本文轉載自查看原文 2019-03-27 11:34 1951

這篇博客記錄這一些運維ES的一些經驗。

1、節點磁盤使用率過高，導致ES集群shard無法分配，丟失數據？

有兩個配置，分配副本的時候

參數名稱	默認值	含義
cluster.routing.allocation.disk.watermark.low	85%	當節點磁盤占用量高於85%時，就不會往該節點分配副本了
cluster.routing.allocation.disk.watermark.high	90%	當節點磁盤占用量高於90%時，嘗試將該節點的副本重分配到其他節點

配置方式

curl -XPUT 'localhost:9200/_cluster/settings' -d
'{
    "transient": {  
      "cluster.routing.allocation.disk.watermark.low": "90%"    
    }
}'

建議：密切關注ES集群節點的性能參數，對潛在風險有感知。

2、模板管理

template機制是比較有用的，特別是管理大量索引的時候。先給一個template的demo。

order：10 template的優先級，優先級高(order數字大的)會覆蓋優先級低的template里的字段。

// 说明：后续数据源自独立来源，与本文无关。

#[cfg(feature = "cli")]
use std::cell::RefCell;
#[cfg(feature = "cli")]
use std::time::{Duration, Instant};
#[cfg(feature = "cli")]
use sysinfo::{Pid, RefreshKind, System};

#[cfg(feature = "cli")]
#[derive(Debug, Clone)]
pub struct SystemStats {
    pub cpu_usage: f32,
    pub memory_usage_mb: u64,
    pub peak_memory_mb: u64,
    pub elapsed_time: Duration,
}

#[cfg(feature = "cli")]
struct ProcessProbe {
    system: RefCell<System>,
    pid: Pid,
    peak_memory_mb: RefCell<u64>,
}

/// Logs process CPU and memory after each run phase when enabled.
#[cfg(feature = "cli")]
pub struct SystemMonitor {
    probe: Option<ProcessProbe>,
    start_time: Instant,
}

#[cfg(feature = "cli")]
impl SystemMonitor {
    pub fn new(enabled: bool) -> Self {
        let probe = if enabled {
            match sysinfo::get_current_pid() {
                Ok(pid) => {
                    let mut system = System::new_with_specifics(RefreshKind::everything());
                    system.refresh_all();
                    Some(ProcessProbe {
                        system: RefCell::new(system),
                        pid,
                        peak_memory_mb: RefCell::new(0),
                    })
                }
                Err(e) => {
                    tracing::warn!("System monitoring unavailable: {}", e);
                    None
                }
            }
        } else {
            None
        };

        Self {
            probe,
            start_time: Instant::now(),
        }
    }

    pub fn get_stats(&self) -> Option<SystemStats> {
        let probe = self.probe.as_ref()?;
        let mut system = probe.system.borrow_mut();
        system.refresh_all();

        let process = system.process(probe.pid)?;
        let memory_mb = process.memory() / 1024 / 1024;

        let mut peak = probe.peak_memory_mb.borrow_mut();
        if memory_mb > *peak {
            *peak = memory_mb;
        }

        Some(SystemStats {
            cpu_usage: process.cpu_usage(),
            memory_usage_mb: memory_mb,
            peak_memory_mb: *peak,
            elapsed_time: self.start_time.elapsed(),
        })
    }

    pub fn log_stats(&self, phase: &str) {
        if let Some(stats) = self.get_stats() {
            tracing::info!(
                "📊 {} - CPU: {:.1}%, Memory: {}MB, Peak: {}MB, Time: {:?}",
                phase,
                stats.cpu_usage,
                stats.memory_usage_mb,
                stats.peak_memory_mb,
                stats.elapsed_time
            );
        }
    }

    pub fn log_final_stats(&self) {
        if let Some(stats) = self.get_stats() {
            tracing::info!(
                "📊 Final Stats - Total Time: {:?}, Peak Memory: {}MB",
                stats.elapsed_time,
                stats.peak_memory_mb
            );
        }
    }

    pub fn is_enabled(&self) -> bool {
        self.probe.is_some()
    }
}

#[cfg(feature = "cli")]
impl Default for SystemMonitor {
    fn default() -> Self {
        Self::new(false)
    }
}

// 非 CLI 建置沒有 sysinfo，提供空實現
#[cfg(not(feature = "cli"))]
#[derive(Default)]
pub struct SystemMonitor;

#[cfg(not(feature = "cli"))]
impl SystemMonitor {
    pub fn new(_enabled: bool) -> Self {
        Self
    }

    pub fn log_stats(&self, _phase: &str) {}

    pub fn log_final_stats(&self) {}

    pub fn is_enabled(&self) -> bool {
        false
    }
}

#[cfg(test)]
mod tests {
    use super::*;

    #[test]
    fn test_disabled_monitor_is_silent() {
        let monitor = SystemMonitor::new(false);
        assert!(!monitor.is_enabled());
        monitor.log_stats("Load");
        monitor.log_final_stats();
    }
}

template：test*，這個template會命中test開頭的索引。

index.number_of_shards：20 //index的一些配置

index.number_of_replicas:：1

index.refresh_interval：5s

{
    "aliases": {},
    "order": 10,
    "template": "test*",
    "settings": {
        "index": {
            "priority": "5",
            "merge": {
                "scheduler": {
                    "max_thread_count": "1"
                }
            },
            "search": {
                "slowlog": {
                    "threshold": {
                        "query": {
                            "warn": "10s",
                            "debug": "1s",
                            "info": "5s",
                            "trace": "500ms"
                        },
                        "fetch": {
                            "warn": "1s",
                            "debug": "500ms",
                            "info": "800ms",
                            "trace": "200ms"
                        }
                    }
                }
            },
            "unassigned": {
                "node_left": {
                    "delayed_timeout": "5m"
                }
            },
            "max_result_window": "10000",
            "number_of_shards": "20",
            "number_of_replicas": "1", 
            "translog": {
                "durability": "async"
            },
            "requests": {
                "cache": {
                    "enable": "true"
                }
            },
            "mapping": {
                "ignore_malformed": "true"
            },
            "refresh_interval": "5s"
        }
    }
}

配置方式

curl -XPUT localhost:9200/_template/template_1 -d '
{
    "template" : "test*",
    "order" : 0,
    "settings" : {
        "number_of_shards" : 1
    },
    "mappings" : {
        "type1" : {
            "_source" : { "enabled" : false }
        }
    }
}
'

在配置了模板以后，如何建立索引

# 索引創建
curl -XPUT http://35.1.4.127:9200/index_name

3、mapping創建的一些注意事項

在創建索引type mapping的時候要妥善處理好_all和_source，不然會影響索引的性能。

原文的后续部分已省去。